Егорка, угловатый, неповоротливый, с лицом, густо изъеденным оспой, и все-таки дьявольски красивый парень, был к тому времени у Морозова «в работе». Он небрежно повернул к ней голову, спросил:
— Чего это сказать, Наталья Филипповна?
— Да ведь звонят по деревне, будто мы... с тобой...
И тут Егор вдруг обнял ее за плечи. Не успела она что-либо сообразить — он поцеловал ее прямо в губы и проговорил:
— Слышат звон, да не знают, где он. Пусть теперь знают.
Взвизгнули молодые доярки, охнули те, кто постарше. А Наталья вспыхнула огнем, обуглилась, почернела.
— Приезжай завтра ко мне, Наталья, — нагло добавил Егор. — Буду пасти до обеда в Кривой балке.
Вроде и не сильной была Наталья, но с такой силой звезданула Егора по щеке ладонью, что он отлетел к самой изгороди. Снова взвизгнули доярки. А Егор подскочил к Наталье, сжимая в обеих руках кнутовище. Лицо его было бледным, ноздри вздрагивали.
Но он не ударил ее. Он только проговорил еле слышно:
— Ну-у, берегись, кулацкая сучка...
Как бы случайно вывернулся из-за угла Устин. Прикрикнул на доярок — те прыснули на все стороны. Поглядел на Наталью, на Кузьмина и произнес, как и Егор, вполголоса:
— Л-ладно...
И начались у Натальи неприятности за неприятностями. Сперва резко пошли вниз удои, потом не успела до зимы закончить ремонт скотного двора, а зимой выяснилось, что половина коров остались яловыми.
Встал вопрос, что делать с заведующей молочнотоварной фермой. Наталью вызвали на правление. Большаков попросил объяснить, в чем дело.
Много могла бы объяснить Наталья. Например, что Егор все лето пас коров на одном и том же поле, вытоптанном до того, что три-четыре года там теперь не будет расти трава, что быка он чуть ли не ежедневно привязывал цепью к деревьям, что Устин Морозов умышленно не давал на ферму стройматериалов до самых холодов, отделываясь одними обещаниями.
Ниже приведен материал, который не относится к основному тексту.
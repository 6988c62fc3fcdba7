// SPDX-License-Identifier: BUSL-1.1
// Copyright (c) 2026 Alfred Jean LLC

//! Tagged content values
//!
//! Everything the canonical encoder can see is one of these variants. Maps
//! are `BTreeMap`-backed so key order is always the lexicographic byte
//! order, which is what makes the encoding deterministic.

use chrono::{DateTime, Utc};
use serde::ser::{Serialize, SerializeMap, SerializeSeq, Serializer};
use std::collections::BTreeMap;

/// A structured content value.
#[derive(Debug, Clone, PartialEq)]
pub enum Value {
    Null,
    Bool(bool),
    Int(i64),
    Uint(u64),
    Float(f64),
    Str(String),
    Seq(Vec<Value>),
    Map(BTreeMap<String, Value>),
    Time(DateTime<Utc>),
}

impl Value {
    /// Lower a parsed JSON tree into a `Value`.
    ///
    /// Numbers map to `Uint` when they fit an unsigned integer, `Int` when
    /// negative integral, and `Float` otherwise. JSON has no timestamp type,
    /// so parsing never produces `Time`; that variant only appears when a
    /// record carrying a native timestamp is lowered for encoding.
    pub fn from_json(v: &serde_json::Value) -> Value {
        match v {
            serde_json::Value::Null => Value::Null,
            serde_json::Value::Bool(b) => Value::Bool(*b),
            serde_json::Value::Number(n) => {
                if let Some(u) = n.as_u64() {
                    Value::Uint(u)
                } else if let Some(i) = n.as_i64() {
                    Value::Int(i)
                } else {
                    Value::Float(n.as_f64().unwrap_or(0.0))
                }
            }
            serde_json::Value::String(s) => Value::Str(s.clone()),
            serde_json::Value::Array(items) => {
                Value::Seq(items.iter().map(Value::from_json).collect())
            }
            serde_json::Value::Object(fields) => Value::Map(
                fields
                    .iter()
                    .map(|(k, v)| (k.clone(), Value::from_json(v)))
                    .collect(),
            ),
        }
    }

    /// Parse a JSON fragment into a `Value`.
    pub fn from_json_str(s: &str) -> Result<Value, serde_json::Error> {
        let parsed: serde_json::Value = serde_json::from_str(s)?;
        Ok(Value::from_json(&parsed))
    }
}

impl Serialize for Value {
    fn serialize<S>(&self, serializer: S) -> Result<S::Ok, S::Error>
    where
        S: Serializer,
    {
        match self {
            Value::Null => serializer.serialize_unit(),
            Value::Bool(b) => serializer.serialize_bool(*b),
            Value::Int(n) => serializer.serialize_i64(*n),
            Value::Uint(n) => serializer.serialize_u64(*n),
            Value::Float(n) => serializer.serialize_f64(*n),
            Value::Str(s) => serializer.serialize_str(s),
            Value::Seq(items) => {
                let mut seq = serializer.serialize_seq(Some(items.len()))?;
                for item in items {
                    seq.serialize_element(item)?;
                }
                seq.end()
            }
            Value::Map(entries) => {
                let mut map = serializer.serialize_map(Some(entries.len()))?;
                for (key, value) in entries {
                    map.serialize_entry(key, value)?;
                }
                map.end()
            }
            Value::Time(t) => serializer.serialize_str(&crate::timefmt::format_rfc3339_nano(*t)),
        }
    }
}

#[cfg(test)]
#[path = "value_tests.rs"]
mod tests;
// SPDX-License-Identifier: BUSL-1.1
// Copyright (c) 2026 Alfred Jean LLC

//! Deterministic encoding for checksums
//!
//! The canonical form is compact JSON with lexicographically sorted map
//! keys and wire-form timestamps. It exists only to be hashed; snapshots
//! and journal lines use the ordinary self-describing serialization.
//! Opaque content fragments are re-parsed and re-encoded here so that two
//! byte-different but semantically equal payloads hash identically.

use crate::config::Config;
use crate::value::Value;
use serde::Serialize;
use serde_json::value::RawValue;
use std::collections::BTreeMap;
use thiserror::Error;

/// Errors from canonical encoding
#[derive(Debug, Error)]
pub enum EncodeError {
    #[error("unsupported map key: {0}")]
    UnsupportedKey(String),
    #[error("invalid content fragment: {0}")]
    InvalidFragment(#[source] serde_json::Error),
    #[error("serialize error: {0}")]
    Serialize(#[source] serde_json::Error),
}

/// Encode a value into its canonical byte form.
pub fn encode(value: &Value) -> Result<Vec<u8>, EncodeError> {
    serde_json::to_vec(value).map_err(EncodeError::Serialize)
}

/// Lower an arbitrary field-tagged record into a `Value`.
///
/// Omit-if-empty fields are expressed with `skip_serializing_if` on the
/// record type and honored here. Mappings keyed by anything other than
/// strings fail with [`EncodeError::UnsupportedKey`].
pub fn to_value<T: Serialize>(record: &T) -> Result<Value, EncodeError> {
    let json = serde_json::to_value(record).map_err(|e| match e.classify() {
        serde_json::error::Category::Data => EncodeError::UnsupportedKey(e.to_string()),
        _ => EncodeError::Serialize(e),
    })?;
    Ok(Value::from_json(&json))
}

/// Re-parse an opaque pre-serialized fragment.
pub fn parse_fragment(raw: &RawValue) -> Result<Value, EncodeError> {
    Value::from_json_str(raw.get()).map_err(EncodeError::InvalidFragment)
}

/// Lower a config into the canonical envelope value.
///
/// `v`, `t` and `cs` are always present (`cs` may be the empty string when
/// cleared for hashing); `prev_cs` and `sig` are omitted when empty.
pub fn config_value(cfg: &Config) -> Result<Value, EncodeError> {
    let mut meta = BTreeMap::new();
    meta.insert("v".to_string(), Value::Uint(cfg.meta.version));
    meta.insert("t".to_string(), Value::Time(cfg.meta.time));
    if !cfg.meta.prev_cs.is_empty() {
        meta.insert("prev_cs".to_string(), Value::Str(cfg.meta.prev_cs.clone()));
    }
    meta.insert("cs".to_string(), Value::Str(cfg.meta.cs.clone()));
    if !cfg.meta.signature.is_empty() {
        meta.insert("sig".to_string(), Value::Str(cfg.meta.signature.clone()));
    }

    let mut root = BTreeMap::new();
    root.insert("_meta".to_string(), Value::Map(meta));
    root.insert("content".to_string(), parse_fragment(&cfg.content)?);
    Ok(Value::Map(root))
}

/// Canonical bytes of a config envelope.
pub fn config_bytes(cfg: &Config) -> Result<Vec<u8>, EncodeError> {
    encode(&config_value(cfg)?)
}

#[cfg(test)]
#[path = "canonical_tests.rs"]
mod tests;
Но она ничего этого объяснять не стала. Она заплакала, сказала только два слова:
— Ладно, снимайте.
И ушла с правления.
Тяжело, вероятно, жилось бы Наталье и дальше, да, на счастье, приметил ее комбайнер из соседней деревни, Андрюшка Лукин, и увез к себе. Вернулась она в Зеленый Дол, когда мужа взяли на войну. В это время Устина Морозова тоже не было в деревне. А когда он вернулся с фронта, у Натальи была уже трехгодовалая девочка. При первой же встрече она, прижав девочку к груди, так посмотрела на Устина, что Морозов невольно отступил шага на два.
— Вернулась, значит, Наталья Меньшикова? — спросил он.
— Вернулась, — ответила Наталья, еще крепче прижимая к себе ребенка. — Только я теперь сбросила эту проклятую фамилию. Лукина теперь я...
Она глядела на него, чуть опустив голову, исподлобья. В глазах ее стоял какой-то отчаянный, холодный, с прозеленью блеск. И от этого блеска просыпались по всему телу Морозова Устина острые ледяные иголочки. Такой блеск он уже видел однажды. Как-то Егор Кузьмин, еще будучи пастухом, нашел волчью нору, а Устина попросил стоять на страже, предупредив:
— Взведи курки на всякий случай. Волчица далеко никогда не уходит. Гляди получше вокруг, а то худо нам будет.
Вскоре Егор, обливаясь потом, выволок волчонка, подал Устину.
— Остальные, черти, забились в самую глубину. Кинь этого в мешок. — И, стерев с красного лба испарину, глотнув воздуха, опять полез в нору.
Тут-то и увидел Устин этот холодный, с прозеленью, отчаянный блеск волчьих глаз. Волчица, приготовившаяся к прыжку, лежала меж камней на верху небольшого утеса, под которым была волчья нора.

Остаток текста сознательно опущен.